Collected data:
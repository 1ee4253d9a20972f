use nalgebra::{Unit, UnitQuaternion, Vector3};
use std::f64::consts::PI;

use crate::config::ORIENTATION_TOLERANCE;

/// Rotation about an arbitrary Cartesian axis.
///
/// # Arguments
/// * `axis` - rotation axis, any non-zero length
/// * `angle` - rotation angle in radians
pub fn axial_rotation(axis: &Vector3<f64>, angle: f64) -> Result<UnitQuaternion<f64>, String> {
    if axis.norm() < ORIENTATION_TOLERANCE {
        return Err("Rotation axis has zero length".to_string());
    }
    Ok(UnitQuaternion::from_axis_angle(
        &Unit::new_normalize(*axis),
        angle,
    ))
}

/// The minimal rotation carrying direction `from` onto direction `to`.
///
/// Inputs need not be normalized. The antiparallel case has no unique
/// minimal rotation; any half-turn about an axis perpendicular to `from`
/// carries it onto `to`, and one is chosen deterministically.
pub fn rotation_carrying(from: &Vector3<f64>, to: &Vector3<f64>) -> Result<UnitQuaternion<f64>, String> {
    if from.norm() < ORIENTATION_TOLERANCE || to.norm() < ORIENTATION_TOLERANCE {
        return Err("Directions must have non-zero length".to_string());
    }
    match UnitQuaternion::rotation_between(from, to) {
        Some(q) => Ok(q),
        None => {
            let axis = perpendicular_axis(from);
            Ok(UnitQuaternion::from_axis_angle(
                &Unit::new_normalize(axis),
                PI,
            ))
        }
    }
}

/// One member of the rotational fiber carrying `pole` onto `pt`.
///
/// The full fiber is the one-parameter family obtained by first spinning
/// about `pole` by `angle` and then applying the carrying rotation; every
/// member maps `pole` to `pt`. Sweeping `angle` over [0, 2π) traverses the
/// whole family.
///
/// # Arguments
/// * `pole` - crystal direction, as a Cartesian vector
/// * `pt` - target direction in the sample frame
/// * `angle` - sweep parameter along the fiber, radians
pub fn rotate_to_family(
    pole: &Vector3<f64>,
    pt: &Vector3<f64>,
    angle: f64,
) -> Result<UnitQuaternion<f64>, String> {
    let carry = rotation_carrying(pole, pt)?;
    let spin = axial_rotation(pole, angle)?;
    Ok(carry * spin)
}

/// Any vector perpendicular to `v` (assumed non-zero).
fn perpendicular_axis(v: &Vector3<f64>) -> Vector3<f64> {
    let trial = if v.x.abs() < 0.9 * v.norm() {
        Vector3::x()
    } else {
        Vector3::y()
    };
    v.cross(&trial)
}
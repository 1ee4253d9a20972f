use nalgebra::UnitQuaternion;
use num_complex::Complex64;
use std::f64::consts::PI;

use crate::rotations::euler_angles::euler_zyz_angles;

/// Factorial as f64. Exact through 22!, finite through 170!.
fn factorial(k: i32) -> f64 {
    (2..=k).map(|x| x as f64).product()
}

/// Wigner small-d matrix element d^n_{ij}(beta).
///
/// Explicit factorial-sum form; with beta in [0, π] both half-angle
/// factors are non-negative and the sum is numerically benign for the
/// moderate degrees used in texture expansions.
pub fn wigner_d(n: i32, i: i32, j: i32, beta: f64) -> f64 {
    debug_assert!(n >= 0 && i.abs() <= n && j.abs() <= n);
    let half = 0.5 * beta;
    let cos_half = half.cos();
    let sin_half = half.sin();

    let prefactor =
        (factorial(n + j) * factorial(n - j) * factorial(n + i) * factorial(n - i)).sqrt();

    let s_min = 0.max(j - i);
    let s_max = (n + j).min(n - i);
    let mut sum = 0.0;
    for s in s_min..=s_max {
        let sign = if (i - j + s) % 2 == 0 { 1.0 } else { -1.0 };
        let denom =
            factorial(n + j - s) * factorial(s) * factorial(i - j + s) * factorial(n - i - s);
        let cos_pow = 2 * n + j - i - 2 * s;
        let sin_pow = i - j + 2 * s;
        sum += sign * cos_half.powi(cos_pow) * sin_half.powi(sin_pow) / denom;
    }
    prefactor * sum
}

/// Orthonormalized generalized spherical harmonic Z^n_{ij} at an orientation.
///
/// With (alpha, beta, gamma) the ZYZ Euler angles of `pt`,
///
///   Z^n_{ij} = sqrt((2n+1)/(8π²)) · exp(-I·i·alpha) · d^n_{ij}(beta) · exp(-I·j·gamma)
///
/// The family is orthonormal under the unnormalized Haar measure on SO(3)
/// (total volume 8π²), so a unit-mass density has coefficient
/// 1/sqrt(8π²) on the (0,0,0) term alone.
pub fn harmonic_so3(n: i32, i: i32, j: i32, pt: &UnitQuaternion<f64>) -> Complex64 {
    let (alpha, beta, gamma) = euler_zyz_angles(pt);
    let norm = ((2 * n + 1) as f64 / (8.0 * PI * PI)).sqrt();
    let d = wigner_d(n, i, j, beta);
    let phase = Complex64::new(0.0, -(i as f64 * alpha + j as f64 * gamma)).exp();
    (norm * d) * phase
}
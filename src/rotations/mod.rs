// Rotations module: SO(3) primitives consumed by the orientation distribution core
// Orientations are nalgebra unit quaternions; this module supplies the Euler-angle
// conversions and the rotational-fiber construction used by pole figures

// ======================== MODULE DECLARATIONS ========================
pub mod euler_angles;
pub mod fiber_rotations;


// ======================== EULER ANGLE CONVERSIONS ========================
pub use euler_angles::{
    from_euler_zyz,   // fn(alpha: f64, beta: f64, gamma: f64) -> UnitQuaternion<f64> - active ZYZ composition
    euler_zyz_angles, // fn(q: &UnitQuaternion<f64>) -> (f64, f64, f64) - recovers (alpha, beta, gamma)
    wrap_angle,       // fn(angle: f64) -> f64 - wraps an angle into [0, 2π)
};

// ======================== FIBER ROTATIONS ========================
pub use fiber_rotations::{
    axial_rotation,    // fn(axis: &Vector3<f64>, angle: f64) -> Result<UnitQuaternion<f64>, String> - rotation about an axis
    rotation_carrying, // fn(from: &Vector3<f64>, to: &Vector3<f64>) -> Result<UnitQuaternion<f64>, String> - minimal aligning rotation
    rotate_to_family,  // fn(pole: &Vector3<f64>, pt: &Vector3<f64>, angle: f64) -> Result<UnitQuaternion<f64>, String> - fiber member at a sweep angle
};
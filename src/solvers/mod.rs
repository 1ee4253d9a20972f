// Solvers module: dense numerical solvers used by the projection algorithms
// Rank-truncated SVD least squares plus an active-set non-negative variant

// ======================== MODULE DECLARATIONS ========================
pub mod least_squares;
pub mod nonnegative_least_squares;

mod _tests_nonnegative_least_squares;

// ======================== LEAST SQUARES ========================
pub use least_squares::solve_least_squares; // fn(a: &DMatrix<T>, b: &DVector<T>, rcond: Option<f64>) -> Result<DVector<T>, String> - minimum-norm SVD solve

// ======================== NON-NEGATIVE LEAST SQUARES ========================
pub use nonnegative_least_squares::solve_nonnegative_least_squares; // fn(a: &DMatrix<f64>, b: &DVector<f64>, max_iterations: Option<usize>) -> Result<DVector<f64>, String> - Lawson-Hanson NNLS
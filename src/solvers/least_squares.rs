use nalgebra::{ComplexField, DMatrix, DVector};

/// Minimum-norm least-squares solution of a·x ≈ b by rank-truncated SVD.
///
/// Singular values below `rcond` times the largest singular value are
/// treated as zero, so rank-deficient systems are handled by automatic
/// truncation instead of failing. `rcond = None` selects
/// max(rows, cols) · machine epsilon.
///
/// Works for real and complex systems alike (`T` is `f64` or `Complex64`).
pub fn solve_least_squares<T>(
    a: &DMatrix<T>,
    b: &DVector<T>,
    rcond: Option<f64>,
) -> Result<DVector<T>, String>
where
    T: ComplexField<RealField = f64>,
{
    let (rows, cols) = a.shape();
    if rows == 0 || cols == 0 {
        return Err("Least-squares system must have at least one row and one column".to_string());
    }
    if b.len() != rows {
        return Err(format!(
            "Right-hand side has length {} but the system has {} rows",
            b.len(),
            rows
        ));
    }

    let svd = a.clone().svd(true, true);
    let sigma_max = svd.singular_values.max();
    let cutoff = rcond.unwrap_or_else(|| rows.max(cols) as f64 * f64::EPSILON) * sigma_max;
    svd.solve(b, cutoff).map_err(|message| message.to_string())
}
// Harmonics module: generalized spherical harmonics on the rotation group
// Provides the canonical index enumeration, Wigner-D evaluation, SO(3)
// quadrature, and the basis trait the ODF core consumes

// ======================== MODULE DECLARATIONS ========================
pub mod harmonic_indices;
pub mod wigner_d;
pub mod so3_quadrature;
pub mod harmonic_basis;


// ======================== INDEX ENUMERATION ========================
pub use harmonic_indices::{
    HarmonicIndex,    // struct - harmonic index triple (n, i, j)
    basis_size,       // fn(order: usize) -> usize - total harmonics through a degree, closed form
    harmonic_indices, // fn(order: usize) -> Vec<HarmonicIndex> - canonical coefficient enumeration
    linear_index,     // fn(idx: &HarmonicIndex) -> usize - enumeration position of a triple
};

// ======================== BASIS EVALUATION ========================
pub use wigner_d::{
    wigner_d,     // fn(n: i32, i: i32, j: i32, beta: f64) -> f64 - Wigner small-d element
    harmonic_so3, // fn(n: i32, i: i32, j: i32, pt: &UnitQuaternion<f64>) -> Complex64 - orthonormalized harmonic
};

// ======================== QUADRATURE ========================
pub use so3_quadrature::{
    gauss_legendre, // fn(n: usize) -> (Vec<f64>, Vec<f64>) - nodes and weights on [-1, 1]
    quadrature_so3, // fn(order: usize) -> (Vec<UnitQuaternion<f64>>, Vec<f64>) - product rule over SO(3)
};

// ======================== BASIS ABSTRACTION ========================
pub use harmonic_basis::{
    HarmonicBasis, // trait - basis evaluation + quadrature consumed by the ODF core
    WignerBasis,   // struct - canonical Wigner-D implementation
};
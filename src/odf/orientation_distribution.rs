use nalgebra::{UnitQuaternion, Vector3};
use std::f64::consts::PI;

use crate::config::DEFAULT_POLE_DENSITY_STEPS;
use crate::rotations::fiber_rotations::rotate_to_family;

/// An orientation distribution function over SO(3).
///
/// Implementations provide the pointwise density; pole-figure integration
/// and the unit conversion are derived from it.
pub trait Odf {
    /// Density estimate at an orientation.
    ///
    /// Truncated expansions may legitimately return small negative values
    /// at poorly resolved orientations.
    fn value(&self, pt: &UnitQuaternion<f64>) -> f64;

    /// Conversion factor from probability density on SO(3) to multiples
    /// of the random (uniform) density.
    fn pdf_to_mrd(&self) -> f64 {
        8.0 * PI * PI
    }

    /// Pole density at sample direction `pt` for crystal direction `pole`.
    ///
    /// Integrates `value` over the rotational fiber carrying `pole` onto
    /// `pt`, sweeping `steps` equal angular increments over [0, 2π) with
    /// the endpoint excluded, and divides by 2π times the step count.
    fn pole_density_with_steps(
        &self,
        pt: &Vector3<f64>,
        pole: &Vector3<f64>,
        steps: usize,
    ) -> Result<f64, String> {
        if steps == 0 {
            return Err("Pole density integration needs at least one step".to_string());
        }
        let mut total = 0.0;
        for k in 0..steps {
            let angle = 2.0 * PI * k as f64 / steps as f64;
            total += self.value(&rotate_to_family(pole, pt, angle)?);
        }
        Ok(total / (2.0 * PI) / steps as f64)
    }

    /// Pole density with the default number of integration steps.
    fn pole_density(&self, pt: &Vector3<f64>, pole: &Vector3<f64>) -> Result<f64, String> {
        self.pole_density_with_steps(pt, pole, DEFAULT_POLE_DENSITY_STEPS)
    }
}
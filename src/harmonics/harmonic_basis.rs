use nalgebra::UnitQuaternion;
use num_complex::Complex64;
use serde::{Deserialize, Serialize};

use super::so3_quadrature::quadrature_so3;
use super::wigner_d::harmonic_so3;

/// A generalized-spherical-harmonic basis over SO(3).
///
/// The orientation distribution code consumes the basis only through this
/// trait, so tests can substitute a mock and alternative normalizations
/// stay pluggable.
pub trait HarmonicBasis {
    /// Basis function value for the triple (n, i, j) at an orientation.
    fn value(&self, n: i32, i: i32, j: i32, pt: &UnitQuaternion<f64>) -> Complex64;

    /// Quadrature points and weights for integrating expansions of the
    /// given order over SO(3); weights sum to the group volume 8π².
    fn quadrature(&self, order: usize) -> (Vec<UnitQuaternion<f64>>, Vec<f64>);
}

/// The canonical orthonormalized Wigner-D basis.
#[derive(Debug, Clone, Copy, Default, Serialize, Deserialize)]
pub struct WignerBasis;

impl HarmonicBasis for WignerBasis {
    fn value(&self, n: i32, i: i32, j: i32, pt: &UnitQuaternion<f64>) -> Complex64 {
        harmonic_so3(n, i, j, pt)
    }

    fn quadrature(&self, order: usize) -> (Vec<UnitQuaternion<f64>>, Vec<f64>) {
        quadrature_so3(order)
    }
}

PROMPT: Show the lines of the records that contain the word "consumed".

EXERCISE RESULT:
// Rotations module: SO(3) primitives consumed by the orientation distribution core
    HarmonicBasis, // trait - basis evaluation + quadrature consumed by the ODF core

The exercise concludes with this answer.